#### [Problem details]
Output the entries below without any alteration.

Saved data entries
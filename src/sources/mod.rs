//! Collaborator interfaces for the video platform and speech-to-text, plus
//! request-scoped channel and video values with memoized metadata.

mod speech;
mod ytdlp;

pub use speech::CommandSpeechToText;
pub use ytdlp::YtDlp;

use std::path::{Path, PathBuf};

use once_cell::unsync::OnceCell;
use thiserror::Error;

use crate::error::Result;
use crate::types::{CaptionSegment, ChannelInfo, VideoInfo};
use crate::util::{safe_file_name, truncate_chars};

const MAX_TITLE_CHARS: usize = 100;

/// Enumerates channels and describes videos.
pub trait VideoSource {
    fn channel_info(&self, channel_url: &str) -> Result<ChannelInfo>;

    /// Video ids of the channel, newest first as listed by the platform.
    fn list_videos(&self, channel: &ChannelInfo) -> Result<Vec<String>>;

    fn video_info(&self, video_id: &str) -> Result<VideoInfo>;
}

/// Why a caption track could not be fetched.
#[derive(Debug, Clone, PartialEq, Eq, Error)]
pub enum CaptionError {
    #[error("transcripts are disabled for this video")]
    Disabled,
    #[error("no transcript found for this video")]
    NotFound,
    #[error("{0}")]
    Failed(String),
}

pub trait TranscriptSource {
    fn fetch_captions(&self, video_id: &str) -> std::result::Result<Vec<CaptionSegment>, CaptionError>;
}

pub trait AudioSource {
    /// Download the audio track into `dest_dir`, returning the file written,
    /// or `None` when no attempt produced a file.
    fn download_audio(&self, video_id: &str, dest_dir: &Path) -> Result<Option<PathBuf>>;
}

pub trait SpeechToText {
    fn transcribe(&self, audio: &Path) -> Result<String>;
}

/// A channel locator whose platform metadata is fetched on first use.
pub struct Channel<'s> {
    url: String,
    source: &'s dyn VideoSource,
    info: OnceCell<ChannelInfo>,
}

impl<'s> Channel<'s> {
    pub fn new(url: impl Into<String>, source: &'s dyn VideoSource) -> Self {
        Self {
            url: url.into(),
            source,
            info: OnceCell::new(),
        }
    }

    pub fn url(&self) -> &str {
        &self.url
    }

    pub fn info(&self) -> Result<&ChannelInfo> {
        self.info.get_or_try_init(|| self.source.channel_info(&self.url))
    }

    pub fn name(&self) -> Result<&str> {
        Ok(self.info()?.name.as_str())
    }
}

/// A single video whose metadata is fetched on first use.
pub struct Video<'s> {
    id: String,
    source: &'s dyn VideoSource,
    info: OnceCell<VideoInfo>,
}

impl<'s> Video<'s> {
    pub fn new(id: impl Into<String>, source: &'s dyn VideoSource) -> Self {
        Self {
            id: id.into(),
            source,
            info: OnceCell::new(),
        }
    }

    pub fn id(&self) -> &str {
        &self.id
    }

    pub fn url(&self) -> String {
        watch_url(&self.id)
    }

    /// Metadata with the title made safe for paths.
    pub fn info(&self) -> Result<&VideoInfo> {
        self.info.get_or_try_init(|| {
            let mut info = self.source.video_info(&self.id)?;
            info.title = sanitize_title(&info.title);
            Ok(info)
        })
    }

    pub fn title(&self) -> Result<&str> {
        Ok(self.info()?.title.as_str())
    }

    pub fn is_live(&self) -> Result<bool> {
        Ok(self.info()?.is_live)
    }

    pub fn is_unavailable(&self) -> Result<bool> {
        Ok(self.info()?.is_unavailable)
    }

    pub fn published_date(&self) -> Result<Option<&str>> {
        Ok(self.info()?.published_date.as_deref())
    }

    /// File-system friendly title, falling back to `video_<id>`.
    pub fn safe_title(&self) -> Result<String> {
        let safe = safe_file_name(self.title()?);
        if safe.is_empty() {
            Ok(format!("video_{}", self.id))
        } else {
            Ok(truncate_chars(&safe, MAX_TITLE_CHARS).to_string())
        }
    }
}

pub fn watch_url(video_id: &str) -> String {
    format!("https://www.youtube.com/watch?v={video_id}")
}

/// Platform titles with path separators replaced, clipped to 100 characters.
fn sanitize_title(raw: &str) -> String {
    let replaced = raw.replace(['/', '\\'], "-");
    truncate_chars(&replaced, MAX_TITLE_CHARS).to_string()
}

#### [Result]
filename src/sources/mod.rs
//! Collaborator interfaces for the video platform and speech-to-text, plus
//! request-scoped channel and video values with memoized metadata.

mod speech;
mod ytdlp;

pub use speech::CommandSpeechToText;
pub use ytdlp::YtDlp;

use std::path::{Path, PathBuf};

use once_cell::unsync::OnceCell;
use thiserror::Error;

use crate::error::Result;
use crate::types::{CaptionSegment, ChannelInfo, VideoInfo};
use crate::util::{safe_file_name, truncate_chars};

const MAX_TITLE_CHARS: usize = 100;

/// Enumerates channels and describes videos.
pub trait VideoSource {
    fn channel_info(&self, channel_url: &str) -> Result<ChannelInfo>;

    /// Video ids of the channel, newest first as listed by the platform.
    fn list_videos(&self, channel: &ChannelInfo) -> Result<Vec<String>>;

    fn video_info(&self, video_id: &str) -> Result<VideoInfo>;
}

/// Why a caption track could not be fetched.
#[derive(Debug, Clone, PartialEq, Eq, Error)]
pub enum CaptionError {
    #[error("transcripts are disabled for this video")]
    Disabled,
    #[error("no transcript found for this video")]
    NotFound,
    #[error("{0}")]
    Failed(String),
}

pub trait TranscriptSource {
    fn fetch_captions(&self, video_id: &str) -> std::result::Result<Vec<CaptionSegment>, CaptionError>;
}

pub trait AudioSource {
    /// Download the audio track into `dest_dir`, returning the file written,
    /// or `None` when no attempt produced a file.
    fn download_audio(&self, video_id: &str, dest_dir: &Path) -> Result<Option<PathBuf>>;
}

pub trait SpeechToText {
    fn transcribe(&self, audio: &Path) -> Result<String>;
}

/// A channel locator whose platform metadata is fetched on first use.
pub struct Channel<'s> {
    url: String,
    source: &'s dyn VideoSource,
    info: OnceCell<ChannelInfo>,
}

impl<'s> Channel<'s> {
    pub fn new(url: impl Into<String>, source: &'s dyn VideoSource) -> Self {
        Self {
            url: url.into(),
            source,
            info: OnceCell::new(),
        }
    }

    pub fn url(&self) -> &str {
        &self.url
    }

    pub fn info(&self) -> Result<&ChannelInfo> {
        self.info.get_or_try_init(|| self.source.channel_info(&self.url))
    }

    pub fn name(&self) -> Result<&str> {
        Ok(self.info()?.name.as_str())
    }
}

/// A single video whose metadata is fetched on first use.
pub struct Video<'s> {
    id: String,
    source: &'s dyn VideoSource,
    info: OnceCell<VideoInfo>,
}

impl<'s> Video<'s> {
    pub fn new(id: impl Into<String>, source: &'s dyn VideoSource) -> Self {
        Self {
            id: id.into(),
            source,
            info: OnceCell::new(),
        }
    }

    pub fn id(&self) -> &str {
        &self.id
    }

    pub fn url(&self) -> String {
        watch_url(&self.id)
    }

    /// Metadata with the title made safe for paths.
    pub fn info(&self) -> Result<&VideoInfo> {
        self.info.get_or_try_init(|| {
            let mut info = self.source.video_info(&self.id)?;
            info.title = sanitize_title(&info.title);
            Ok(info)
        })
    }

    pub fn title(&self) -> Result<&str> {
        Ok(self.info()?.title.as_str())
    }

    pub fn is_live(&self) -> Result<bool> {
        Ok(self.info()?.is_live)
    }

    pub fn is_unavailable(&self) -> Result<bool> {
        Ok(self.info()?.is_unavailable)
    }

    pub fn published_date(&self) -> Result<Option<&str>> {
        Ok(self.info()?.published_date.as_deref())
    }

    /// File-system friendly title, falling back to `video_<id>`.
    pub fn safe_title(&self) -> Result<String> {
        let safe = safe_file_name(self.title()?);
        if safe.is_empty() {
            Ok(format!("video_{}", self.id))
        } else {
            Ok(truncate_chars(&safe, MAX_TITLE_CHARS).to_string())
        }
    }
}

pub fn watch_url(video_id: &str) -> String {
    format!("https://www.youtube.com/watch?v={video_id}")
}

/// Platform titles with path separators replaced, clipped to 100 characters.
fn sanitize_title(raw: &str) -> String {
    let replaced = raw.replace(['/', '\\'], "-");
    truncate_chars(&replaced, MAX_TITLE_CHARS).to_string()
}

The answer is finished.